Can an Institution Speak for a Woman?

CATEGORY
Accessibility | Diversity/ Inclusion | Participation
YEAR
2017
DURATION
9 months
LOCATION
Onsite
FORMAT
research trip-exhibition-workshop
WEBSITE
https://www.timesmuseum.org/en/program/pan-yuliang-a-journey-to-silence
TARGET
Audiences who recognize Pan Yuliang as a famous Chinese female artist emerged in the early 20th century but have little awareness of the patriarchal structure that has constructed the historical narratives of her life and the feminist struggles that have been taken by generations of woman artists
The moment we embarked on the journey of investigating artist Pan Yuliang and her life, we found the prescribed mission of speaking for her impossible.
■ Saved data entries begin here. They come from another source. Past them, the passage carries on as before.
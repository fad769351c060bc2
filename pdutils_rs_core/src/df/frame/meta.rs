use super::Table;
use crate::{
    df::{ColumnsDtype, Value},
    error::{PdError, Result},
};
use itertools::Itertools;
use ndarray::{Array1, Array2, ArrayView1, Axis};

impl Table {
    /// # Errors
    ///
    /// fails if column names are duplicated or if `values` does not have one column per name.
    pub fn new(columns: Array1<ColumnsDtype>, values: Array2<Value>) -> Result<Self> {
        if values.ncols() != columns.len() {
            return Err(PdError::validation(format!(
                "got {} column names for {} value columns",
                columns.len(),
                values.ncols()
            )));
        }
        if let Some(dup) = columns.iter().duplicates().next() {
            return Err(PdError::validation(format!("duplicated column `{dup}`")));
        }
        Ok(Self { columns, values })
    }

    /// build a table from `(name, column values)` pairs, all columns must share one length
    pub fn from_columns<N, I>(columns: I) -> Result<Self>
    where
        N: Into<ColumnsDtype>,
        I: IntoIterator<Item = (N, Vec<Value>)>,
    {
        let (names, data): (Vec<ColumnsDtype>, Vec<Vec<Value>>) =
            columns.into_iter().map(|(n, d)| (n.into(), d)).unzip();
        let nrows = data.first().map_or(0, Vec::len);
        if let Some((name, column)) = names.iter().zip(&data).find(|(_, d)| d.len() != nrows) {
            return Err(PdError::validation(format!(
                "column `{name}` has {} rows, expected {nrows}",
                column.len()
            )));
        }
        let mut values = Array2::<Value>::default((nrows, names.len()));
        for (j, column) in data.into_iter().enumerate() {
            for (i, value) in column.into_iter().enumerate() {
                values[[i, j]] = value;
            }
        }
        Table::new(Array1::from(names), values)
    }

    pub fn shape(&self) -> (usize, usize) {
        (self.nrows(), self.ncols())
    }
    pub fn nrows(&self) -> usize {
        self.values.nrows()
    }
    pub fn ncols(&self) -> usize {
        self.columns.len()
    }
    pub fn column_names(&self) -> Vec<&str> {
        self.columns.iter().map(String::as_str).collect()
    }
    pub fn has_column(&self, name: &str) -> bool {
        self.column_index(name).is_some()
    }
    pub fn column_index(&self, name: &str) -> Option<usize> {
        self.columns.iter().position(|c| c == name)
    }
    pub fn column(&self, name: &str) -> Option<ArrayView1<'_, Value>> {
        self.column_index(name)
            .map(|j| self.values.index_axis(Axis(1), j))
    }
    pub fn row(&self, i: usize) -> ArrayView1<'_, Value> {
        self.values.row(i)
    }

    /// resolve every name to its column position
    ///
    /// # Errors
    ///
    /// a single [`PdError::Validation`] naming all the missing columns.
    pub fn require_columns(&self, names: &[&str]) -> Result<Vec<usize>> {
        let missing: Vec<&str> = names
            .iter()
            .copied()
            .filter(|n| !self.has_column(n))
            .unique()
            .collect();
        if !missing.is_empty() {
            return Err(PdError::validation(format!(
                "can't find column(s) {} in table with columns [{}]",
                missing.iter().map(|m| format!("`{m}`")).join(", "),
                self.columns.iter().join(", ")
            )));
        }
        Ok(names
            .iter()
            .filter_map(|n| self.column_index(n))
            .collect())
    }
}
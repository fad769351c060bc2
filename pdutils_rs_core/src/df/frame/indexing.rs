use super::Table;
use crate::df::Value;
use ndarray::Array2;

impl Table {
    /// gather rows by position, a `None` position yields a row of [`Value::Null`]
    pub fn take_or_null(&self, positions: &[Option<usize>]) -> Table {
        let mut values = Array2::<Value>::default((positions.len(), self.ncols()));
        for (mut out, position) in values.rows_mut().into_iter().zip(positions) {
            if let Some(i) = *position {
                out.assign(&self.values.row(i));
            }
        }
        Table {
            columns: self.columns.clone(),
            values,
        }
    }
}
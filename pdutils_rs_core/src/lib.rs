//! Small helpers for tabular data.
//!
//! - [`df::join_within_range`]: join two tables when a scalar lies within an interval.
//! - [`df::pivot_events_to_snapshots`]: bucket timestamped events into fixed windows.
//! - [`toolkit::duration::parse_step`]: parse `NdNhNmNs` durations.
//! - [`toolkit::signature`] / [`toolkit::logger`]: call wrappers for runtime type
//!   checking and call logging.

pub mod df;
pub mod error;
pub mod logging;
pub mod toolkit;

pub use error::{PdError, Result};
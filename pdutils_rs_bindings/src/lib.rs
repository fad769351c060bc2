//! Some useful bindings for pyo3.
//!
//! # Design
//!
//! The core (`pdutils_core`) knows nothing about Python. This crate holds the glue that
//! every Python-facing crate built on top of the core needs:
//!
//! - [`convert`]: Python objects <-> [`Value`](pdutils_core::df::Value) /
//!   [`Table`](pdutils_core::df::Table)
//! - [`error`]: Python exception types and the mapping from
//!   [`PdError`](pdutils_core::PdError)
//! - [`register_submodule!`]: nested, importable submodules

pub mod convert;
pub mod error;

#[macro_export]
macro_rules! register_submodule {
    ($parent:expr, $hierarchy:expr) => {{
        let py = $parent.py();
        let module_name = $hierarchy.split('.').last().unwrap();
        let submodule = PyModule::new_bound(py, module_name)?;
        py_run!(
            py,
            submodule,
            concat!("import sys; sys.modules['", $hierarchy, "'] = submodule")
        );
        $parent.add_submodule(&submodule)?;
        submodule
    }};
}
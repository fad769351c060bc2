//! Python exception types exposed by the `pdutils` module.

use pdutils_core::PdError;
use pyo3::{create_exception, exceptions::PyException, prelude::*};

create_exception!(
    pdutils,
    PdUtilsError,
    PyException,
    "Base exception for pdutils."
);

create_exception!(
    pdutils,
    ValidationError,
    PdUtilsError,
    "Raised when inputs are invalid: missing columns, unknown mode tokens, bad steps."
);

create_exception!(
    pdutils,
    ParseError,
    PdUtilsError,
    "Raised when a duration or a timestamp can't be parsed."
);

create_exception!(
    pdutils,
    TypeMismatchError,
    PdUtilsError,
    "Raised when arguments don't match the declared parameter types."
);

pub fn to_py_err(err: PdError) -> PyErr {
    let msg = err.to_string();
    match err {
        PdError::Validation(_) => ValidationError::new_err(msg),
        PdError::Parse(_) => ParseError::new_err(msg),
        PdError::TypeMismatch(_) => TypeMismatchError::new_err(msg),
        PdError::Shape(_) | PdError::ThreadPool(_) => PdUtilsError::new_err(msg),
    }
}

/// expose every exception type on `module`
pub fn add_exceptions(module: &Bound<'_, PyModule>) -> PyResult<()> {
    let py = module.py();
    module.add("PdUtilsError", py.get_type_bound::<PdUtilsError>())?;
    module.add("ValidationError", py.get_type_bound::<ValidationError>())?;
    module.add("ParseError", py.get_type_bound::<ParseError>())?;
    module.add("TypeMismatchError", py.get_type_bound::<TypeMismatchError>())?;
    Ok(())
}
#[cfg(test)]
mod tests {
    use super::*;
    use crate::df::frame::test_util::ints;

    fn at(h: u32, m: u32) -> NaiveDateTime {
        NaiveDate::from_ymd_opt(2024, 3, 1)
            .unwrap()
            .and_hms_opt(h, m, 0)
            .unwrap()
    }

    fn text(values: &[&str]) -> Vec<Value> {
        values.iter().map(|&v| Value::from(v)).collect()
    }

    /// `a`: 3 in the first hour, 7 in the second; `b`: 5 in the first hour only
    fn events() -> Table {
        Table::from_columns([
            (
                "ts",
                text(&[
                    "2024-03-01 00:10:00",
                    "2024-03-01 00:20:00",
                    "2024-03-01 00:30:00",
                    "2024-03-01 01:30:00",
                ]),
            ),
            ("key", text(&["a", "a", "b", "a"])),
            ("v", ints(&[1, 2, 5, 7])),
        ])
        .unwrap()
    }

    fn pivot(events: &Table, aggregation: Aggregation, fill_policy: FillPolicy) -> Table {
        pivot_events_to_snapshots(
            events,
            &aggregation,
            "2024-03-01 00:00:00",
            "2024-03-01 02:00:00",
            "ts",
            "1h",
            &["key"],
            "v",
            fill_policy,
            Value::Int(-1),
        )
        .unwrap()
    }

    #[test]
    fn test_empty_cells_use_default_without_fill() {
        let out = pivot(&events(), Aggregation::Sum, FillPolicy::None);
        assert_eq!(out.column_names(), vec!["ts", "a", "b"]);
        assert_eq!(
            out.column("ts").unwrap().to_vec(),
            vec![Value::Time(at(0, 0)), Value::Time(at(1, 0))]
        );
        assert_eq!(out.column("a").unwrap().to_vec(), ints(&[3, 7]));
        assert_eq!(out.column("b").unwrap().to_vec(), ints(&[5, -1]));
    }

    #[test]
    fn test_forward_and_backward_fill() {
        let out = pivot(&events(), Aggregation::Sum, FillPolicy::Forward);
        assert_eq!(out.column("b").unwrap().to_vec(), ints(&[5, 5]));

        let late = Table::from_columns([
            ("ts", vec![Value::Time(at(1, 15))]),
            ("key", text(&["c"])),
            ("v", ints(&[4])),
        ])
        .unwrap();
        let out = pivot(&late, Aggregation::Sum, FillPolicy::Backward);
        assert_eq!(out.column("c").unwrap().to_vec(), ints(&[4, 4]));
        let out = pivot(&late, Aggregation::Sum, FillPolicy::Forward);
        assert_eq!(out.column("c").unwrap().to_vec(), ints(&[-1, 4]));
    }

    #[test]
    fn test_boundary_event_is_counted_in_both_windows() {
        let on_edge = Table::from_columns([
            ("ts", vec![Value::Time(at(1, 0))]),
            ("key", text(&["a"])),
            ("v", ints(&[9])),
        ])
        .unwrap();
        let out = pivot(&on_edge, Aggregation::Sum, FillPolicy::None);
        assert_eq!(out.column("a").unwrap().to_vec(), ints(&[9, 9]));

        let options = PivotOptions {
            window_closure: WindowClosure::Left,
            ..Default::default()
        };
        let out = pivot_events_to_snapshots_with(
            &on_edge,
            &Aggregation::Sum,
            at(0, 0),
            at(2, 0),
            "ts",
            TimeDelta::hours(1),
            &["key"],
            "v",
            FillPolicy::None,
            Value::Null,
            &options,
        )
        .unwrap();
        assert_eq!(
            out.column("a").unwrap().to_vec(),
            vec![Value::Null, Value::Int(9)]
        );
    }

    #[test]
    fn test_windows() {
        assert_eq!(window_boundaries(at(0, 0), at(2, 30), TimeDelta::hours(1)).len(), 3);
        assert_eq!(window_boundaries(at(0, 0), at(0, 0), TimeDelta::hours(1)).len(), 1);
        assert!(window_boundaries(at(2, 0), at(0, 0), TimeDelta::hours(1)).is_empty());

        let out = pivot_events_to_snapshots(
            &events(),
            &Aggregation::Sum,
            "2024-03-01 02:00:00",
            "2024-03-01 00:00:00",
            "ts",
            "1h",
            &["key"],
            "v",
            FillPolicy::Forward,
            Value::Null,
        )
        .unwrap();
        assert_eq!(out.shape(), (0, 3));
    }

    #[test]
    fn test_aggregations() {
        let column = |aggregation: Aggregation| {
            pivot(&events(), aggregation, FillPolicy::None)
                .column("a")
                .unwrap()
                .to_vec()
        };
        assert_eq!(
            column(Aggregation::Mean),
            vec![Value::Float(1.5), Value::Float(7.0)]
        );
        assert_eq!(column(Aggregation::Count), ints(&[2, 1]));
        assert_eq!(column(Aggregation::Min), ints(&[1, 7]));
        assert_eq!(column(Aggregation::Max), ints(&[2, 7]));
        assert_eq!(column(Aggregation::First), ints(&[1, 7]));
        assert_eq!(column(Aggregation::Last), ints(&[2, 7]));
        let product = Aggregation::custom(|values| {
            Value::Float(values.iter().filter_map(Value::as_f64).product())
        });
        assert_eq!(
            column(product),
            vec![Value::Float(2.0), Value::Float(7.0)]
        );
        assert_eq!(Aggregation::Sum.apply(&[Value::Int(1), Value::Float(0.5)]), Value::Float(1.5));
        assert_eq!(Aggregation::Sum.apply(&[Value::Int(i64::MAX), Value::Int(1)]), Value::Float(i64::MAX as f64 + 1.0));
    }

    #[test]
    fn test_multiple_keys_and_no_keys() {
        let events = Table::from_columns([
            ("ts", vec![Value::Time(at(0, 5)), Value::Time(at(0, 6)), Value::Time(at(0, 7))]),
            ("k1", text(&["x", "x", "y"])),
            ("k2", vec![Value::Int(1), Value::Int(2), Value::Null]),
            ("v", ints(&[10, 20, 30])),
        ])
        .unwrap();
        let out = pivot_events_to_snapshots(
            &events,
            &Aggregation::Sum,
            at(0, 0),
            at(1, 0),
            "ts",
            "1h",
            &["k1", "k2"],
            "v",
            FillPolicy::None,
            Value::Null,
        )
        .unwrap();
        // the row with a null key is dropped
        assert_eq!(out.column_names(), vec!["ts", "x_1", "x_2"]);
        assert_eq!(out.row(0).to_vec()[1..], ints(&[10, 20])[..]);

        let out = pivot_events_to_snapshots(
            &events,
            &Aggregation::Sum,
            at(0, 0),
            at(1, 0),
            "ts",
            "1h",
            &[],
            "v",
            FillPolicy::None,
            Value::Null,
        )
        .unwrap();
        assert_eq!(out.column_names(), vec!["ts", "v"]);
        assert_eq!(out.column("v").unwrap().to_vec(), ints(&[60]));
    }

    #[test]
    fn test_validation() {
        let events = events();
        let run = |step: &str, group_by: &[&str], value: &str, aggregation: Aggregation| {
            pivot_events_to_snapshots(
                &events,
                &aggregation,
                "2024-03-01 00:00:00",
                "2024-03-01 02:00:00",
                "ts",
                step,
                group_by,
                value,
                FillPolicy::None,
                Value::Null,
            )
        };
        let err = run("1h", &["nope"], "missing", Aggregation::Sum).unwrap_err();
        assert!(err.to_string().contains("`nope`") && err.to_string().contains("`missing`"));
        assert!(matches!(run("", &["key"], "v", Aggregation::Sum), Err(PdError::Validation(_))));
        assert!(matches!(run("1.5h", &["key"], "v", Aggregation::Sum), Err(PdError::Validation(_))));
        assert!(matches!(run("1h", &["v"], "key", Aggregation::Mean), Err(PdError::Validation(_))));
        assert!(run("1h", &["v"], "key", Aggregation::Last).is_ok());
    }

    #[test]
    fn test_unparseable_timestamp() {
        let bad_ts = Table::from_columns([
            ("ts", text(&["yesterday"])),
            ("key", text(&["a"])),
            ("v", ints(&[1])),
        ])
        .unwrap();
        let err = pivot_events_to_snapshots(
            &bad_ts,
            &Aggregation::Sum,
            "2024-03-01",
            "2024-03-01 02:00:00",
            "ts",
            "1h",
            &["key"],
            "v",
            FillPolicy::None,
            Value::Null,
        )
        .unwrap_err();
        assert!(matches!(err, PdError::Parse(_)));
    }

    #[test]
    fn test_tokens() {
        assert_eq!("ffill".parse::<FillPolicy>().unwrap(), FillPolicy::Forward);
        assert_eq!("backfill".parse::<FillPolicy>().unwrap(), FillPolicy::Backward);
        assert!("nearest".parse::<FillPolicy>().is_err());
        assert!(matches!("mean".parse::<Aggregation>().unwrap(), Aggregation::Mean));
        assert!("median".parse::<Aggregation>().is_err());
        assert_eq!("left".parse::<WindowClosure>().unwrap(), WindowClosure::Left);
        assert!("right".parse::<WindowClosure>().is_err());
    }

    fn single_window(events: &Table, group_by: &[&str], aggregation: &Aggregation) -> Table {
        pivot_events_to_snapshots(
            events,
            aggregation,
            at(0, 0),
            at(1, 0),
            "ts",
            "1h",
            group_by,
            "v",
            FillPolicy::None,
            Value::Int(-1),
        )
        .unwrap()
    }

    #[test]
    fn test_colliding_column_names_are_suffixed() {
        let named_like_ts = Table::from_columns([
            ("ts", vec![Value::Time(at(0, 5))]),
            ("key", text(&["ts"])),
            ("v", ints(&[1])),
        ])
        .unwrap();
        let out = single_window(&named_like_ts, &["key"], &Aggregation::Sum);
        assert_eq!(out.column_names(), vec!["ts", "ts_2"]);
        assert_eq!(out.column("ts_2").unwrap().to_vec(), ints(&[1]));

        let int_and_float = Table::from_columns([
            ("ts", vec![Value::Time(at(0, 5)), Value::Time(at(0, 6))]),
            ("key", vec![Value::Int(1), Value::Float(1.0)]),
            ("v", ints(&[1, 2])),
        ])
        .unwrap();
        let out = single_window(&int_and_float, &["key"], &Aggregation::Sum);
        assert_eq!(out.column_names(), vec!["ts", "1", "1_2"]);
        assert_eq!(out.row(0).to_vec()[1..], ints(&[1, 2])[..]);

        let joined_alike = Table::from_columns([
            ("ts", vec![Value::Time(at(0, 5)), Value::Time(at(0, 6))]),
            ("k1", text(&["x", "x_1"])),
            ("k2", text(&["1_2", "2"])),
            ("v", ints(&[1, 2])),
        ])
        .unwrap();
        let out = single_window(&joined_alike, &["k1", "k2"], &Aggregation::Sum);
        assert_eq!(out.column_names(), vec!["ts", "x_1_2", "x_1_2_2"]);
        assert_eq!(out.row(0).to_vec()[1..], ints(&[1, 2])[..]);
    }

    #[test]
    fn test_unique_names() {
        let names = |raw: &[&str]| unique_names(raw.iter().map(|n| n.to_string()).collect());
        assert_eq!(names(&["a", "b"]), vec!["a", "b"]);
        assert_eq!(names(&["a", "a", "a_2", "a"]), vec!["a", "a_3", "a_2", "a_4"]);
    }

    #[test]
    fn test_all_null_group_skips_aggregation() {
        use std::sync::atomic::{AtomicUsize, Ordering};

        let events = Table::from_columns([
            ("ts", vec![Value::Time(at(0, 5))]),
            ("key", text(&["a"])),
            ("v", vec![Value::Null]),
        ])
        .unwrap();
        let calls = Arc::new(AtomicUsize::new(0));
        let counted = {
            let calls = calls.clone();
            Aggregation::custom(move |values| {
                calls.fetch_add(1, Ordering::SeqCst);
                Value::Int(values.len() as i64)
            })
        };
        let out = single_window(&events, &["key"], &counted);
        assert_eq!(calls.load(Ordering::SeqCst), 0);
        assert_eq!(out.column("a").unwrap().to_vec(), ints(&[-1]));

        let out = single_window(&events, &["key"], &Aggregation::Count);
        assert_eq!(out.column("a").unwrap().to_vec(), ints(&[-1]));
        let out = single_window(&events, &["key"], &Aggregation::Sum);
        assert_eq!(out.column("a").unwrap().to_vec(), ints(&[-1]));
    }

    #[test]
    fn test_events_outside_windows_are_ignored() {
        let events = Table::from_columns([
            (
                "ts",
                vec![
                    Value::Time(at(0, 30)),
                    Value::Time(at(1, 30)),
                    Value::Time(at(3, 10)),
                    Value::Time(at(5, 0)),
                ],
            ),
            ("key", text(&["a", "a", "a", "a"])),
            ("v", ints(&[100, 1, 1_000, 10_000])),
        ])
        .unwrap();
        // boundaries 1:00, 2:00, 3:00; the partial window up to 3:15 is dropped
        let out = pivot_events_to_snapshots(
            &events,
            &Aggregation::Sum,
            at(1, 0),
            at(3, 15),
            "ts",
            "1h",
            &["key"],
            "v",
            FillPolicy::None,
            Value::Int(-1),
        )
        .unwrap();
        assert_eq!(
            out.column("ts").unwrap().to_vec(),
            vec![Value::Time(at(1, 0)), Value::Time(at(2, 0))]
        );
        assert_eq!(out.column("a").unwrap().to_vec(), ints(&[1, -1]));
    }
}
The largest collection of Pan Yuliang’s work is held in the Anhui Provincial Museum, which is currently under renovation and thus renders the permanent display of her selected works invisible. Upon our arrival at the museum, Pan Yuliang’s Pan Holding a Fan (1939) was put in front of us on a stretcher directly from the museum’s storage. The door of the elevator shut behind it with the sound of aged machinery, and the portrait silently entered the room full of people. Pan Yuliang was depicted in her signature dark-colored cheongsam, with her lips closed, the corners of her mouth down—she looked right at us without revealing much about her state of mind.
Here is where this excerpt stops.